Gary había erigido su torre en una amplia zona de Central Park y, al parecer, no había pensado mucho qué había por el camino. Había tirado abajo muchos de los edificios del parque para hacerse con los ladrillos, pero otros —los que estaban cerca del Grat Lawn— habían sido incorporados a la estructura. Belvedere Castle, uno de mis sitios preferidos en Nueva York, se había convertido en un mero contrafuerte de la enorme muralla. En el lado de la torre que daba a la parte alta de la ciudad, la caseta de vigilancia del embalse sur había sido destinada a un fin similar. La habían integrado por completo en la torre, algo que Jack había descubierto en el montaje del vídeo que conseguimos con el Predator. Lo que Gary no sabía, o eso esperábamos, era que había un túnel que conducía desde la caseta sur hasta una de las transversales. Era el túnel en el que acabábamos de entrar.
Era posible que la puerta ante la que nos encontrábamos hubiera sido sellada durante las obras. También era posible que diera directamente a las habitaciones personales de Gary. O a una sala de vigilancia llena de cadáveres violentos. No teníamos otra forma de averiguarlo que probar.
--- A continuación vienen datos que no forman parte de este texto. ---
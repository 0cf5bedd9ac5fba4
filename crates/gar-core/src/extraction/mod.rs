//! Writing archive entries to disk.
//!
//! Zip entries are extracted concurrently by a bounded [`WorkerPool`];
//! tar.gz entries are extracted in stream order. Both paths send every
//! entry name through the [`PathGuard`](crate::security::PathGuard) before
//! touching the filesystem.

pub mod engine;
pub mod pool;
pub mod writer;

pub use pool::WorkerPool;
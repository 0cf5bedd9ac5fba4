//! Output formatting module.

mod formatter;
mod human;
mod json;

pub use formatter::OutputFormatter;

use human::HumanFormatter;
use json::JsonFormatter;

/// Creates an output formatter based on CLI flags
pub fn create_formatter(json: bool, verbose: bool, quiet: bool) -> Box<dyn OutputFormatter> {
    if json {
        Box::new(JsonFormatter)
    } else {
        Box::new(HumanFormatter::new(verbose, quiet))
    }
}
//! Container formats.
//!
//! Both formats sit behind [`FormatCodec`]. They differ in how entries can be
//! read back: zip carries a central directory that is parsed once and then
//! allows independent, concurrent entry reads; tar.gz is one forward-only
//! stream whose entries must be consumed in order.

pub mod detect;
pub mod source;
pub mod tar;
pub mod zip;

use std::io::Write;
use std::io::{self};

pub use detect::detect_format;
pub use source::ArchiveSource;
pub use tar::TarDecoder;
pub use tar::TarGzCodec;
pub use zip::ZipCodec;
pub use zip::ZipIndex;

use crate::ArchiveError;
use crate::ArchiveFormat;
use crate::ArchiveOptions;
use crate::Result;
use crate::creation::TreeWalker;
use crate::crypto::is_authentication_failure;
use crate::report::CompressionReport;
use crate::report::ExtractionReport;
use crate::report::ListedEntry;
use crate::security::PathGuard;
use crate::types::EntryKind;

/// Metadata of one entry read back from an archive.
#[derive(Debug, Clone, PartialEq, Eq)]
pub struct EntryMeta {
    /// Name as stored. Untrusted until it passes the [`PathGuard`].
    pub name: String,
    /// File or directory.
    pub kind: EntryKind,
    /// Uncompressed size (0 for directories).
    pub size: u64,
    /// Recorded permission bits, if any.
    pub mode: Option<u32>,
}

impl EntryMeta {
    /// Drops the fields a listing does not show.
    #[must_use]
    pub fn into_listed(self) -> ListedEntry {
        ListedEntry {
            name: self.name,
            size: self.size,
            kind: self.kind,
        }
    }
}

/// An entry yielded by a sequential decoder, together with its content.
///
/// The reader must be drained (or dropped) before the next entry is pulled.
pub struct DecodedEntry<R> {
    /// Entry metadata.
    pub meta: EntryMeta,
    /// Entry content; empty for directories.
    pub reader: R,
}

/// Encode, list and extract for one container format.
pub trait FormatCodec: Sync {
    /// The format this codec handles.
    fn format(&self) -> ArchiveFormat;

    /// Writes every entry produced by `walker` into `sink`.
    ///
    /// The returned report has `archive_bytes` and `duration` unset; the
    /// caller owns the sink and the clock.
    ///
    /// # Errors
    ///
    /// Returns `Io` on read/write failures and `UnsupportedEntry` for nodes
    /// the format cannot hold.
    fn encode(
        &self,
        walker: &TreeWalker,
        sink: &mut dyn Write,
        options: &ArchiveOptions,
    ) -> Result<CompressionReport>;

    /// Reads names and sizes without writing anything to disk.
    ///
    /// # Errors
    ///
    /// Returns `InvalidArchive` for a corrupt container and `Authentication`
    /// for a corrupt or wrongly-keyed encrypted one.
    fn list(&self, source: ArchiveSource) -> Result<Vec<ListedEntry>>;

    /// Writes every entry under the guard's root.
    ///
    /// # Errors
    ///
    /// As for [`FormatCodec::list`], plus `PathTraversal` and `Io` per entry.
    fn extract(
        &self,
        source: ArchiveSource,
        guard: &PathGuard,
        options: &ArchiveOptions,
    ) -> Result<ExtractionReport>;
}

/// Returns the codec for `format`.
#[must_use]
pub fn codec_for(format: ArchiveFormat) -> &'static dyn FormatCodec {
    match format {
        ArchiveFormat::Zip => &ZipCodec,
        ArchiveFormat::TarGz => &TarGzCodec,
    }
}

/// Classifies an I/O error raised while parsing container bytes.
pub(crate) fn decode_error(err: io::Error) -> ArchiveError {
    if is_authentication_failure(&err) {
        return ArchiveError::Authentication;
    }
    match err.kind() {
        io::ErrorKind::InvalidData | io::ErrorKind::InvalidInput | io::ErrorKind::UnexpectedEof => {
            ArchiveError::InvalidArchive(err.to_string())
        }
        _ => ArchiveError::Io(err),
    }
}
mod action;
mod budget;
mod controller;
mod outcome;

pub use action::{RecoveryAction, RecoveryStep};
pub use budget::RecoveryLimits;
pub use controller::{RecoveryController, RecoveryHandler};
pub use outcome::RecoveryOutcome;
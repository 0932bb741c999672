//! Password proof for the salted login handshake.

use base64::Engine;
use base64::engine::general_purpose::STANDARD;
use hmac::{Hmac, Mac};
use secrecy::{ExposeSecret, SecretString};
use sha2::Sha256;

type HmacSha256 = Hmac<Sha256>;

/// One-way function of (password, server salt) sent instead of the password.
pub trait PasswordProof: Send + Sync {
    fn proof(&self, password: &SecretString, salt: &str) -> String;
}

/// `base64(HMAC-SHA256(key = salt, message = password))`.
#[derive(Clone, Copy, Debug, Default)]
pub struct HmacSha256Proof;

impl PasswordProof for HmacSha256Proof {
    fn proof(&self, password: &SecretString, salt: &str) -> String {
        // HMAC accepts keys of any length, including empty.
        let Ok(mut mac) = HmacSha256::new_from_slice(salt.as_bytes()) else {
            return String::new();
        };
        mac.update(password.expose_secret().as_bytes());
        STANDARD.encode(mac.finalize().into_bytes())
    }
}

impl<F> PasswordProof for F
where
    F: Fn(&str, &str) -> String + Send + Sync,
{
    fn proof(&self, password: &SecretString, salt: &str) -> String {
        self(password.expose_secret(), salt)
    }
}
Ése era nuestro plan. Ayaan distraería a los muertos, atrayendo tantos soldados de Gary como pudiera, y aguantaría tanto tiempo como fuera posible en el tejado del Museo de Historia Natural. Entre tanto, Jack y yo nos colaríamos en la fortaleza de Gary, mataríamos a todos los muertos vivientes que nos encontráramos dentro (incluyendo a Gary) y llevaríamos a los supervivientes a un lugar al que Kreutzer pudiera ir a recogerlos en el Chinook. Era el mejor plan que habíamos sido capaces de urdir. Yo estaba comprometido con él, dispuesto a dar mi vida para que saliera adelante. Ambos lo estábamos.
Jack no perdió un segundo. Cogió el pomo y lo giró. La puerta se abrió, tenía las bisagras bien engrasadas, y reveló un oscuro pasillo de ladrillo. No apareció ningún muerto para atacarnos. Recibimos una bocanada de aire seco que barrió la escasa bruma que ascendía por la escalera de caracol. Cerró la puerta otra vez; aún no estábamos listos para comenzar nuestro asalto.
Jack se quitó la pesada mochila de los hombros y la tiró al suelo, después me ayudó a hacer lo mismo. Abrió la cremallera de mi mochila y comenzó a sacar unos largos cilindros plateados con boquillas en los extremos, los típicos que se utilizan para almacenar aire comprimido. Yo no los había visto nunca.
—¿Qué son? —susurré, mi voz fue inaudible incluso para mí dentro del casco protector.
Jack levantó la vista. Su rostro, enmarcado por la visera de plástico, mostraba una calma total. —Hay un cambio de plan —dijo.